=== Task inputs ===
================================

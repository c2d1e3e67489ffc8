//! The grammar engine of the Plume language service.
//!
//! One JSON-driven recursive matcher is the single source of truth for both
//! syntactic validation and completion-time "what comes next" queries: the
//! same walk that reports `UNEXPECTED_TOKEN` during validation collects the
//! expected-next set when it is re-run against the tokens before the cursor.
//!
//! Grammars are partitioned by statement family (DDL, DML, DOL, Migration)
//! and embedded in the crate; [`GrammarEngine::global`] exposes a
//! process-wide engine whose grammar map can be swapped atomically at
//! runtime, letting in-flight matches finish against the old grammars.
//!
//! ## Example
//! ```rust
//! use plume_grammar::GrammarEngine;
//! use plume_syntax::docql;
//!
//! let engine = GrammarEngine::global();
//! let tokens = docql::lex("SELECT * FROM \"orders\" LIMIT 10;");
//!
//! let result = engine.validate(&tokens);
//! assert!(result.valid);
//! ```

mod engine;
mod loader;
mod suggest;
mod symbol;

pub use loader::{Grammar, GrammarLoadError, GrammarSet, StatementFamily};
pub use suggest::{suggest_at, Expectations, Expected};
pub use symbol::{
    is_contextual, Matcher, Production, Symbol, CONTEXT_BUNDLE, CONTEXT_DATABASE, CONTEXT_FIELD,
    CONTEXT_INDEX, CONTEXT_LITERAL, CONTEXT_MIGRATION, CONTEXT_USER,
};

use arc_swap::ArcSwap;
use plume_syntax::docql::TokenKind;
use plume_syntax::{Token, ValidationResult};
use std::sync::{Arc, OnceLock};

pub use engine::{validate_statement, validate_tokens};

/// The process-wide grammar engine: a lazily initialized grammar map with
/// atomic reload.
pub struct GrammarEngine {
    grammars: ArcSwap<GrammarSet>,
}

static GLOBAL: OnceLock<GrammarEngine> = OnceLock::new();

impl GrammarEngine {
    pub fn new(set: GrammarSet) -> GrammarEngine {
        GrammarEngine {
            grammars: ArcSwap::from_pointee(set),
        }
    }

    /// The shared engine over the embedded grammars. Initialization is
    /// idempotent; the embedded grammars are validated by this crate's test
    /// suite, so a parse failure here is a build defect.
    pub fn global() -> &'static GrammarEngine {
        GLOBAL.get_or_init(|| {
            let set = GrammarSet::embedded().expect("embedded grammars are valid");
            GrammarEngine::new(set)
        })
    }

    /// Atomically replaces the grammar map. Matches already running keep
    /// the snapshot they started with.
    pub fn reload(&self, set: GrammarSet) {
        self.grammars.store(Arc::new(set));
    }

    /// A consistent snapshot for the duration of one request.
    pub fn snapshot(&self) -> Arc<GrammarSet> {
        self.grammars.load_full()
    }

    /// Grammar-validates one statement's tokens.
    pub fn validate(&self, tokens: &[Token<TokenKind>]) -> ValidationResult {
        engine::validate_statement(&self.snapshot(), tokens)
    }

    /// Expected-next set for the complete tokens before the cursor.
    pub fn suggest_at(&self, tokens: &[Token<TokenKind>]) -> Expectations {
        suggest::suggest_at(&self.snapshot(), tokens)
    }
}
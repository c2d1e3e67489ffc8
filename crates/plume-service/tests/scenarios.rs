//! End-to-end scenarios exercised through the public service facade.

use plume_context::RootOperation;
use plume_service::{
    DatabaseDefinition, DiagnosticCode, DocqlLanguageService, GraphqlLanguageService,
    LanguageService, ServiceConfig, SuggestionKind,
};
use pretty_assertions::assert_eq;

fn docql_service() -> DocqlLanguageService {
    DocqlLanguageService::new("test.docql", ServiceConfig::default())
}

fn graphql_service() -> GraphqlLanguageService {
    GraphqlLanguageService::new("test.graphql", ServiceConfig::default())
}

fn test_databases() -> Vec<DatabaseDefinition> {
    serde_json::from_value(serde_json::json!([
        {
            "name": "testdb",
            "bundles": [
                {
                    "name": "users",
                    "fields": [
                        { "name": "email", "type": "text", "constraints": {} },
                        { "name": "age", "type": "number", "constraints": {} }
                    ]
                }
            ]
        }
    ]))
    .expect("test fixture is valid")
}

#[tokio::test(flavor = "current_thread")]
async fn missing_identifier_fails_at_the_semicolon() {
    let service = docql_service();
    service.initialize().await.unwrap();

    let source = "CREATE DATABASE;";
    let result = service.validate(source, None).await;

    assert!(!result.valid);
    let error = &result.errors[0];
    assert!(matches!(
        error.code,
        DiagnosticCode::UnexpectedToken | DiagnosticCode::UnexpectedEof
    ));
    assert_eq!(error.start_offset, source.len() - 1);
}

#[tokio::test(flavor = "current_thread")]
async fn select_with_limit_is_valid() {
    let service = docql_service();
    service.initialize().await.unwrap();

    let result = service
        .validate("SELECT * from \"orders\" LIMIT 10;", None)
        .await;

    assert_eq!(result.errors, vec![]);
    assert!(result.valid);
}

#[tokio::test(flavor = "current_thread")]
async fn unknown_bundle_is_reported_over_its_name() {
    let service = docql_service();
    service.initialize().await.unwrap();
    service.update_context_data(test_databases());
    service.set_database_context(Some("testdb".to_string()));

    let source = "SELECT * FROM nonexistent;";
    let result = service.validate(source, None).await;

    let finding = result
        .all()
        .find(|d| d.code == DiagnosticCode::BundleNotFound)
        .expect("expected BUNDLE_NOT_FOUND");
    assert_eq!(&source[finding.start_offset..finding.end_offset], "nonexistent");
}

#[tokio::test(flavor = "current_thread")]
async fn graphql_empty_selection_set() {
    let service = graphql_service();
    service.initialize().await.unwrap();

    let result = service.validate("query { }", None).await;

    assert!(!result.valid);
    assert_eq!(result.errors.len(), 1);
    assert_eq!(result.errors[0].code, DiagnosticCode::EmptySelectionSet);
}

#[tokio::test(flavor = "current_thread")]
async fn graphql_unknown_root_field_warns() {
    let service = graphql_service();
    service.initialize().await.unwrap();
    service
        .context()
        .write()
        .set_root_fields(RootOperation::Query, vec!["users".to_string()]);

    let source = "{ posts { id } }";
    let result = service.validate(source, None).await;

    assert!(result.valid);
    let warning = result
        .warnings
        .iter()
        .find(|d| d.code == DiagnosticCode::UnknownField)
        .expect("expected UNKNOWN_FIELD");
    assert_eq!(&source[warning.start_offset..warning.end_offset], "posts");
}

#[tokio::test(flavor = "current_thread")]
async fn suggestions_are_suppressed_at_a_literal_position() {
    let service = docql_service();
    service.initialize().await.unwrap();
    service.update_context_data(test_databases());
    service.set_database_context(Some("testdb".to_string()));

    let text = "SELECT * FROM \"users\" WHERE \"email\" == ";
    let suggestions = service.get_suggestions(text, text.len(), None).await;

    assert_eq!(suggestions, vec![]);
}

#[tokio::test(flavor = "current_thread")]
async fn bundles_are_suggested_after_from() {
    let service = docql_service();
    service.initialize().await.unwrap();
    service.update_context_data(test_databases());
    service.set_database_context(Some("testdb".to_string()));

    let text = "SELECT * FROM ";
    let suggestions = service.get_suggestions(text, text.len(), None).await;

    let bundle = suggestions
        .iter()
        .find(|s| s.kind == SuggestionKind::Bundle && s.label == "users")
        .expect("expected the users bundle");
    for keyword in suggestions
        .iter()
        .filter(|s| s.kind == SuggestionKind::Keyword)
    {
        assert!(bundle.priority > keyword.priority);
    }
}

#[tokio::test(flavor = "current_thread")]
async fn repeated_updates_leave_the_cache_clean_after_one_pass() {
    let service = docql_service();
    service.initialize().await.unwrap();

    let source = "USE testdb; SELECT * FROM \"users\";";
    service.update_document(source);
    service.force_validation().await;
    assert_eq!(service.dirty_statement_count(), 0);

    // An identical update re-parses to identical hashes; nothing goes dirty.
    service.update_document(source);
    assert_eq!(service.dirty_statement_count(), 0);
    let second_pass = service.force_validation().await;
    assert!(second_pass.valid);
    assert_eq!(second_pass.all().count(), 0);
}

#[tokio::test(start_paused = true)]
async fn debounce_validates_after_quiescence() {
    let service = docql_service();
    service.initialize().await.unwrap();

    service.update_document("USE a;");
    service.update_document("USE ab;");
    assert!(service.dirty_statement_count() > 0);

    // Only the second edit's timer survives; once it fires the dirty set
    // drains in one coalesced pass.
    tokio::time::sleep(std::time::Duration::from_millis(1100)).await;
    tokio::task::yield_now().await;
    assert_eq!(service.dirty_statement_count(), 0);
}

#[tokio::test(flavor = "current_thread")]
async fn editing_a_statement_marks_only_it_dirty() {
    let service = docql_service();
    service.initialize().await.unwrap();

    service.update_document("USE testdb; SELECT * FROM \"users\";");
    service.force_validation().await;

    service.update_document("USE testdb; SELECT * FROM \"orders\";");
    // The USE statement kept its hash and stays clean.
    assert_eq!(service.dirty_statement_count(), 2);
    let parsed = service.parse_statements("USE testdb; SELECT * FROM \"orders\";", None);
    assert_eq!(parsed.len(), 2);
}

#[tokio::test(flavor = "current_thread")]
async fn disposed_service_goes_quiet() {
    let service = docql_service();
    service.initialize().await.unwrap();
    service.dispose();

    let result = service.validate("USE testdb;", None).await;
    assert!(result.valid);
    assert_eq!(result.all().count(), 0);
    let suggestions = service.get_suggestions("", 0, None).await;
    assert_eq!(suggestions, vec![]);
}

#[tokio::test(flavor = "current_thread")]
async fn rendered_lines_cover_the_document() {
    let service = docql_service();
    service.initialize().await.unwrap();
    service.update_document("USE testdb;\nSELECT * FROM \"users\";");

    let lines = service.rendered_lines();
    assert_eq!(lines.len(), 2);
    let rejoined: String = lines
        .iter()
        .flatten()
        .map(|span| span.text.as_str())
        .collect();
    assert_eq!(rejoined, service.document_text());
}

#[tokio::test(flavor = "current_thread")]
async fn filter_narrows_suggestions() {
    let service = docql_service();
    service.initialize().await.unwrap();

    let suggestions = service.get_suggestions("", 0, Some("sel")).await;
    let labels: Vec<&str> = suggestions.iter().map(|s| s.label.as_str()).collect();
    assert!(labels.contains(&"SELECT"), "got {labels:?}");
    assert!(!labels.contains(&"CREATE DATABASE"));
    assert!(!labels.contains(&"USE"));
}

================================

=== Work request ===
Could you copy every line in the records that holds "GraphqlLanguageService"?

=== Response ===
    DatabaseDefinition, DiagnosticCode, DocqlLanguageService, GraphqlLanguageService,
fn graphql_service() -> GraphqlLanguageService {
    GraphqlLanguageService::new("test.graphql", ServiceConfig::default())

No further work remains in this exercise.